Suggestions to overcome shortcomings in secondary education | Sunday Observer

Suggestions to overcome shortcomings in secondary education

1 November, 2020

Continued from October 18

There should be no homework set in any subject for the weekend.

Students will have time to play, to climb a tree, to go on trips with their parents, to devote some time for their extra-curricular activities and attend DahamPaasala during the weekends. The foregoing is for Grades 6-11 only.

There should be homework set for the weekend for the ‘A’ Level students. If schools adhere to the homework timetable, the students in Grades 6-11 will be able to leave half of their textbooks in their lockers every day because homework has been set only in a couple of subjects per day. The weight of the schoolbag will be reduced by 50 percent. They will be able to keep their sport shoes, swimming trunk, capand umbrella also in their lockers.

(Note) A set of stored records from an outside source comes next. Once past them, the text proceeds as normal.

//! Synthetic climate fields with predictable values.

use diags_common::{Axis, Field};

/// Cell-centred latitudes and longitudes for a regular global grid.
///
/// Latitudes run south to north, longitudes start at 0.
pub fn global_axes(nlat: usize, nlon: usize) -> (Vec<f64>, Vec<f64>) {
    let dlat = 180.0 / nlat as f64;
    let dlon = 360.0 / nlon as f64;
    let lat = (0..nlat).map(|j| -90.0 + dlat * (j as f64 + 0.5)).collect();
    let lon = (0..nlon).map(|i| dlon * (i as f64 + 0.5)).collect();
    (lat, lon)
}

/// Build a global `(lat, lon)` field from `f(lat, lon)`.
pub fn create_test_field<F>(id: &str, units: &str, nlat: usize, nlon: usize, f: F) -> Field
where
    F: Fn(f64, f64) -> f64,
{
    let (lat, lon) = global_axes(nlat, nlon);
    let mut data = Vec::with_capacity(nlat * nlon);
    for &y in &lat {
        for &x in &lon {
            data.push(f(y, x));
        }
    }
    Field::lat_lon(id, lat, lon, data)
        .expect("generated grid is consistent")
        .with_units(units)
}

/// Surface temperature in Kelvin, warm at the equator and cold at the poles.
///
/// Values range from about 240 K to 300 K.
pub fn create_temperature_field(nlat: usize, nlon: usize) -> Field {
    create_test_field("TS", "K", nlat, nlon, |lat, lon| {
        240.0 + 60.0 * lat.to_radians().cos() + lon.to_radians().sin()
    })
}

/// Land fraction: 1 in the eastern hemisphere, 0 in the western.
pub fn create_land_fraction_field(nlat: usize, nlon: usize) -> Field {
    create_test_field("LANDFRAC", "fraction", nlat, nlon, |_, lon| {
        if lon < 180.0 {
            1.0
        } else {
            0.0
        }
    })
}

/// A 2x2 lon/lat field with the given row-major values.
///
/// Latitudes are -45/45 and longitudes 90/270.
pub fn create_two_by_two_field(id: &str, units: &str, values: [f64; 4]) -> Field {
    Field::lat_lon(id, vec![-45.0, 45.0], vec![90.0, 270.0], values.to_vec())
        .expect("2x2 grid is consistent")
        .with_units(units)
}

/// Copy of `field` with `offset` added to every value.
pub fn offset_field(field: &Field, offset: f64) -> Field {
    field.map_values(|v| v + offset)
}

/// A monthly time series along a `time` axis.
pub fn create_series(id: &str, units: &str, values: Vec<f64>) -> Field {
    let time = (0..values.len()).map(|t| t as f64).collect();
    Field::series(id, Axis::time(time), values)
        .expect("series is consistent")
        .with_units(units)
}

/// Paired anomalies with a different slope on each side of zero.
///
/// `x` runs evenly from `-span` to `span`; `y = slope_pos * x` for `x > 0`
/// and `y = slope_neg * x` otherwise.
pub fn create_regime_anomalies(
    n: usize,
    span: f64,
    slope_pos: f64,
    slope_neg: f64,
) -> (Vec<f64>, Vec<f64>) {
    let step = if n > 1 { 2.0 * span / (n - 1) as f64 } else { 0.0 };
    let x: Vec<f64> = (0..n).map(|i| -span + step * i as f64).collect();
    let y = x
        .iter()
        .map(|&v| if v > 0.0 { slope_pos * v } else { slope_neg * v })
        .collect();
    (x, y)
}

#[cfg(test)]
mod tests {
    use super::*;

    #[test]
    fn test_global_axes() {
        let (lat, lon) = global_axes(4, 8);
        assert_eq!(lat, vec![-67.5, -22.5, 22.5, 67.5]);
        assert_eq!(lon[0], 22.5);
        assert_eq!(lon.len(), 8);
    }

    #[test]
    fn test_temperature_field_range() {
        let field = create_temperature_field(18, 36);
        for v in field.data() {
            assert!((239.0..=301.0).contains(v), "out of range: {}", v);
        }
        assert_eq!(field.units(), Some("K"));
    }

    #[test]
    fn test_two_by_two_layout() {
        let field = create_two_by_two_field("TS", "K", [1.0, 2.0, 3.0, 4.0]);
        assert_eq!(field.shape(), vec![2, 2]);
        assert_eq!(field.latitude().unwrap().values, vec![-45.0, 45.0]);
    }

    #[test]
    fn test_regime_anomalies() {
        let (x, y) = create_regime_anomalies(5, 2.0, 3.0, 1.0);
        assert_eq!(x, vec![-2.0, -1.0, 0.0, 1.0, 2.0]);
        assert_eq!(y, vec![-2.0, -1.0, 0.0, 3.0, 6.0]);
    }
}
//! Common types shared across the climate-diags crates.

pub mod error;
pub mod field;
pub mod region;
pub mod stats;

pub use error::{DiagsError, DiagsResult};
pub use field::{Axis, AxisKind, Field};
pub use region::RegionSpec;
pub use stats::{MetricsDict, StatsBundle};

6 The problem of private tuition classes:

Many teachers do not teach the course or the finer points of the course in the classroom. They teach it in their private tuition classes in the evenings and during the weekends. This is morally wrong because those teachers get their full-time salary from the school and finally a pension also. Parents keep doling out thousands of Rupees per month to private tutors. The student does not have time to play or to enjoy their childhood years. When exams approach, it becomes a rat race.

There is a case for increasing the salaries of teachers. The Government should look into it, but there is a limit to what the Government can do about raising salaries.

In countries, such as Switzerland, Germany, Australia and Kenya, teachers get high salaries. There is very little private tuition in those countries because teachers are happy and take their job seriously. In Switzerland, a secondary school teacher who is academically and professionally qualified and has 5 years of teaching experience gets the same salary as a university lecturer or a staff officer in a Swiss Bank. The Ministry of Education in Switzerland is aware of the fact that teaching and lecturing are two different things.

Many years ago a school in Pakistan solved the problem of private tuition classes.

The school, the parents and the teachers who conduct private tuition classes entered into a contract: Parents contributed 50 percent of the money that they normally spend on private tuition per month to a special fund.

The monies in the fund were used to give salary increments to teachers. In return, the tuition masters promised to do a good job of teaching in class and to stop their private tuition classes. There were a few exceptions: eg. There will always be a few weak students who need private tuition.

The teachers who conduct private tuition classes should consider the following:

(i) After doing a full-time job at school, you spend many hours during the week giving private tuition. You earn money, but at what cost to your health? You have been on the ball from 8 a.m. to 9 p.m. and after you are stressed.

You have no energy left to devote to other things. Do you realise the extent of the damage that you are causing to yourself and to your family? One famous educationalist (Leo Feming of UNESCO, Paris)once remarked: “If you want to shorten your life span by seven years, give private tuition”.

(ii) Look carefully at the families of teachers who do not teach in class but perform a good job of teaching in their private tuition classes and then look at the families of hardworking teachers who do an honest job of teaching in class. The former group has health and other problems in their families, their children have problems and they never do well in life. The latter group has no problems in their families, their children study well and become doctors, engineers, accountants and staff officers.

7. Technical (Vocational) Education:

A recent newspaper article on Technical and Vocational Education and Training (TVET) stated that the result of providing a trained and fully job prepared skilled worker to the market is not yet in place. The inadequacies of the TVET system and some of their problems are due to the shortage of suitable instructors, obsolete training equipment and machinery and lack of practical input to develop the curriculum.

Sri Lanka needs more Technical Schools to train secondary school leavers. We may need foreign experts to revamp the curriculum, to install modern equipment and machinery and to run our TVET schools.

We need the help of Germany, Switzerland, UK and Canada to set up technical training schools and to procure competent foreign personnel to train instructors and students. The important thing is to make a start NOW. This should be an important element in the country’s plan for economic development.

In Melbourne, Australia, you will find over 500 Sri Lankans working in factories in and around the state of Victoria. All of them are graduates of the German Sri Lanka Technical Institute, Galle Road, Ratmalana.

They did not have the GCE (O/L) qualifications, but they received a good technical training at Ratmalana. The Government of Australia welcomed them and their families as immigrants.

They were provided with air tickets, courses in spoken and written English, a house, a car and a decent salary.

In contrast, the majority of Sri Lankan B.A. and B.Sc. graduate teachers are not eligible to enter Australia as immigrants because they do not have professional qualifications.